Tuesday, September 19, 2000

Start-up looks for trouble

dbaDirect diagnoses database snarls

By John J. Byczkowski
The Cincinnati Enquirer

        For every business situation, there's a database — of customers, financial information, operations, inventory and more. And every database is a disaster waiting to happen.

        It takes 20 servers to hold Cinergy Corp.'s power-trading databases — 500 gigabytes worth, or the equivalent of almost 800 copies of the Encyclopaedia Britannica.

        “We have traders on the floor 24 hours a day, and they can't stand having these things down,” said Steve Jones, infrastructure manager for energy commodities at Cinergy.

        With an ocean of data out there and a critical shortage of qualified database administrators to keep it healthy, a Northern Kentucky start-up company has found a market: remote monitoring of databases via the Inter net.

        DbaDirect Inc. and its 39 employees watch 75 databases for 35 customers in Cincinnati and throughout the country from a Mission Control-like center in Florence.

        “Our business mission is to grow to 1,000 databases by July of next year,” CEO John Bostick said. “That may sound like a big number, but if you start counting how many databases big companies have throughout their organization, there are companies in Cincinnati that have 1,000 themselves.”

        Founded in January 1999, dbaDirect built its Mission Control with a venture investment from BMC Software of Houston, which has almost $2 billion in sales of software that monitors the health of large business mainframe computers.

        One of BMC's products is Patrol, which monitors the health of databases. DbaDirect built a set of tools that allows Patrol to operate over the Internet, watching databases for signs of trouble. DbaDirect also developed software that performs a kind of physical on a database, to help understand its structure and weak points.

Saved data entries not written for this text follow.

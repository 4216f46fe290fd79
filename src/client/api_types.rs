//! Serde-deserializable types matching marketplace API responses.
//!
//! These are for call sites that want typed items. The untyped path goes
//! through [`crate::normalize`], which also accepts bare arrays.

use serde::de::DeserializeOwned;
use serde::Deserialize;
use serde_json::Value;

use crate::normalize::NormalizedList;

/// Paginated list envelope: `{ "data": [...], "total": 12, "page": 1, ... }`.
#[derive(Debug, Clone, Deserialize)]
pub struct Envelope<T> {
  pub data: Vec<T>,
  #[serde(default)]
  pub total: Option<u64>,
  #[serde(default)]
  pub page: Option<u64>,
  #[serde(default, alias = "perPage", alias = "limit")]
  pub per_page: Option<u64>,
  #[serde(default, alias = "totalPages")]
  pub total_pages: Option<u64>,
}

impl<T: DeserializeOwned> Envelope<T> {
  /// Rebuild a typed envelope from a normalized list.
  ///
  /// Items that fail to deserialize are skipped.
  pub fn from_list(list: &NormalizedList) -> Self {
    let meta_u64 = |name: &str| list.meta.get(name).and_then(Value::as_u64);
    Self {
      data: list
        .items
        .iter()
        .filter_map(|item| serde_json::from_value(item.clone()).ok())
        .collect(),
      total: meta_u64("total"),
      page: meta_u64("page"),
      per_page: meta_u64("per_page")
        .or_else(|| meta_u64("perPage"))
        .or_else(|| meta_u64("limit")),
      total_pages: meta_u64("total_pages").or_else(|| meta_u64("totalPages")),
    }
  }

  /// Whether another page is available after this one.
  pub fn has_more(&self) -> bool {
    match (self.page, self.total_pages, self.total, self.per_page) {
      (Some(page), Some(pages), _, _) => page < pages,
      (Some(page), None, Some(total), Some(per_page)) if per_page > 0 => page * per_page < total,
      _ => false,
    }
  }
}

#[cfg(test)]
mod tests {
  use super::*;
  use crate::normalize::normalize;
  use serde_json::json;

  #[derive(Debug, Deserialize, PartialEq)]
  struct Professional {
    id: u64,
    name: String,
  }

  #[test]
  fn test_from_envelope_list() {
    let list = normalize(json!({
      "data": [{"id": 1, "name": "Amina"}, {"id": 2}],
      "total": 30,
      "page": 1,
      "perPage": 10
    }));
    let envelope: Envelope<Professional> = Envelope::from_list(&list);

    assert_eq!(
      envelope.data,
      vec![Professional {
        id: 1,
        name: "Amina".into()
      }]
    );
    assert_eq!(envelope.total, Some(30));
    assert_eq!(envelope.per_page, Some(10));
    assert!(envelope.has_more());
  }

  #[test]
  fn test_from_bare_array() {
    let list = normalize(json!([{"id": 3, "name": "Youssef"}]));
    let envelope: Envelope<Professional> = Envelope::from_list(&list);
    assert_eq!(envelope.data.len(), 1);
    assert_eq!(envelope.total, None);
    assert!(!envelope.has_more());
  }

  #[test]
  fn test_deserialize_aliases() {
    let envelope: Envelope<u32> =
      serde_json::from_value(json!({"data": [1, 2], "page": 2, "totalPages": 2})).unwrap();
    assert_eq!(envelope.total_pages, Some(2));
    assert!(!envelope.has_more());
  }
}
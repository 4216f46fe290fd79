use color_eyre::{eyre::eyre, Result};
use reqwest::{Method, RequestBuilder, StatusCode};
use serde_json::Value;
use std::collections::BTreeMap;
use std::time::Duration;
use url::Url;

use crate::config::{ApiConfig, Config};
use crate::error::FetchError;

/// Marketplace API client wrapper
#[derive(Clone)]
pub struct ApiClient {
  http: reqwest::Client,
  base_url: Url,
  token: Option<String>,
  timeout: Duration,
}

impl ApiClient {
  pub fn new(config: &ApiConfig) -> Result<Self> {
    Self::with_token(config, Config::get_api_token())
  }

  pub fn with_token(config: &ApiConfig, token: Option<String>) -> Result<Self> {
    let base_url = Url::parse(&config.base_url)
      .map_err(|e| eyre!("Invalid API base URL {}: {}", config.base_url, e))?;

    let http = reqwest::Client::builder()
      .timeout(config.timeout())
      .build()
      .map_err(|e| eyre!("Failed to create HTTP client: {}", e))?;

    Ok(Self {
      http,
      base_url,
      token,
      timeout: config.timeout(),
    })
  }

  /// Resolve `endpoint` against the base URL, keeping the base path.
  pub fn endpoint_url(&self, endpoint: &str, params: &BTreeMap<String, String>) -> Result<Url, FetchError> {
    let joined = format!(
      "{}/{}",
      self.base_url.as_str().trim_end_matches('/'),
      endpoint.trim_start_matches('/')
    );
    let mut url =
      Url::parse(&joined).map_err(|e| FetchError::msg(format!("invalid endpoint {}: {}", endpoint, e)))?;

    if !params.is_empty() {
      url.query_pairs_mut().extend_pairs(params.iter());
    }
    Ok(url)
  }

  /// GET a JSON document.
  pub async fn get_json(&self, endpoint: &str, params: &BTreeMap<String, String>) -> Result<Value, FetchError> {
    let url = self.endpoint_url(endpoint, params)?;
    self.execute(self.http.get(url)).await
  }

  /// Send a mutation (POST, PUT, PATCH, DELETE) with an optional JSON body.
  pub async fn send_json(&self, method: Method, endpoint: &str, body: Option<&Value>) -> Result<Value, FetchError> {
    let url = self.endpoint_url(endpoint, &BTreeMap::new())?;
    let mut request = self.http.request(method, url);
    if let Some(body) = body {
      request = request.json(body);
    }
    self.execute(request).await
  }

  async fn execute(&self, mut request: RequestBuilder) -> Result<Value, FetchError> {
    if let Some(token) = &self.token {
      request = request.bearer_auth(token);
    }

    let response = request
      .header(reqwest::header::ACCEPT, "application/json")
      .send()
      .await
      .map_err(|e| self.transport_error(e))?;

    let status = response.status();
    let body = response.text().await.map_err(|e| self.transport_error(e))?;

    if !status.is_success() {
      return Err(FetchError::http(status.as_u16(), error_message(status, &body)));
    }

    if body.trim().is_empty() {
      return Ok(Value::Null);
    }
    Ok(serde_json::from_str(&body)?)
  }

  fn transport_error(&self, e: reqwest::Error) -> FetchError {
    if e.is_timeout() {
      FetchError::Timeout(self.timeout)
    } else if e.is_decode() {
      FetchError::Decode(e.to_string())
    } else {
      FetchError::Network(e.to_string())
    }
  }
}

/// Pull a readable message out of an error body.
///
/// The backend answers `{ "message": ... }` or `{ "error": ... }`; anything
/// else falls back to the raw body or the status reason.
fn error_message(status: StatusCode, body: &str) -> String {
  if let Ok(Value::Object(obj)) = serde_json::from_str::<Value>(body) {
    for field in ["message", "error"] {
      if let Some(Value::String(msg)) = obj.get(field) {
        return msg.clone();
      }
    }
  }

  let body = body.trim();
  if !body.is_empty() {
    return body.to_string();
  }
  status
    .canonical_reason()
    .unwrap_or("request failed")
    .to_string()
}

        Mr. Bostick approached customers of his other company — Lucrum Inc. of Cincinnati, a database consulting firm — about subscribing to dbaDirect's new service. By September 1999, the company had signed up $1 million in business, he said.

        Every company needs three database administrators, or DBAs, he said: “One to go on vacation, one to go to lunch and one to be there while the other two go off and do other things. In today's market, nobody has three senior people watching one database.”

        There aren't enough people to go around. The U.S. Department of Labor estimates, for instance, that by 2005, the nation will need 95,000 computer scientists and engineers a year, but the nation now produces 25,000 a year.

        “A senior database administrator — it's a great

        career, and there's a huge shortage of those people right now,” Mr. Bostick said. “And there's predicted to be a continued shortage of those people, especially as you continue to see Microsoft, IBM and Oracle and all these companies sell more databases.”

        Said Mary Nugent, director of corporate development for BMC in Houston: “Nobody can get good IT people, especially DBAs.”

        BMC is working to adapt all its software to the Internet. It plans to invest $100 million in ventures like dbaDirect's. So far, it has placed $10 million with three firms, including dbaDirect but would not disclose the size of BMC's investment.

        “BMC intends to support this and fund it different ways,” she said. BMC took a seat on dbaDirect's board.

        The BMC investment “has allowed us to grow our marketing and sales organization faster,” Mr. Bostick said. “It's allowed us to invest in building an operation center ... and add additional people to gain critical mass of database professionals.”

        Cinergy uses dbaDirect to monitor 25 databases.